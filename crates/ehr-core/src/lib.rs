//! EHR Core Library
//!
//! Ingests tab-delimited patient and lab extracts and answers age and
//! lab-threshold questions about individual patients.
//!
//! # Architecture
//!
//! ```text
//!  Patient.txt      Lab.txt
//!       │              │
//!       ▼              ▼
//!  ┌──────────────────────────┐
//!  │      Tabular Parser      │   header + rows → columnar Table
//!  └────────────┬─────────────┘
//!               │
//!       PatientTable / LabTable  (required columns validated)
//!               │
//!   ┌───────────┼──────────────────────┐
//!   │           │                      │
//!   ▼           ▼                      ▼
//! Columnar    Cohort               SQLite store
//! (scans)     (Patient/Lab objects) (patients, labs)
//!   │           │                      │
//!   └───────────┴──────────┬───────────┘
//!                          │  RecordStore
//!                          ▼
//!                    QueryEngine
//!          age · age_at_first_lab · is_sick
//! ```
//!
//! # Modules
//!
//! - [`tabular`]: Tab-delimited parser and typed patient/lab tables
//! - [`models`]: Domain types (Patient, Lab, PatientChart, Comparison)
//! - [`store`]: The `RecordStore` seam plus the in-memory shapes
//! - [`db`]: SQLite persistence adapter
//! - [`query`]: Age arithmetic and the query engine
//! - [`config`]: Query configuration

pub mod config;
pub mod db;
pub mod models;
pub mod query;
pub mod store;
pub mod tabular;

// Re-export commonly used types
pub use config::QueryConfig;
pub use db::Database;
pub use models::{Comparison, Lab, Patient, PatientChart};
pub use query::{years_between, QueryEngine};
pub use store::{Cohort, ColumnarStore, RecordStore};
pub use tabular::{parse_data, parse_file, LabTable, ParseError, PatientTable, Table};

use std::path::PathBuf;

// =========================================================================
// Error Type
// =========================================================================

#[derive(Debug, thiserror::Error)]
pub enum EhrError {
    #[error("Not found: {0}")]
    NotFound(String),

    #[error("No data: {0}")]
    NoData(String),

    #[error("Invalid argument: {0}")]
    InvalidArgument(String),

    #[error("Invalid state: {0}")]
    InvalidState(String),

    #[error("Parse error: {0}")]
    Parse(#[from] ParseError),

    #[error("File not found: {}", .0.display())]
    FileNotFound(PathBuf),

    #[error("I/O error: {0}")]
    Io(#[from] std::io::Error),

    #[error("Database error: {0}")]
    Database(#[from] db::DbError),

    #[error("Configuration error: {0}")]
    Config(#[from] serde_json::Error),
}

pub type EhrResult<T> = Result<T, EhrError>;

How to complete this task:
Using the listing above, tally how many lines include the word "LabTable". Write only the number.

Task solution:
2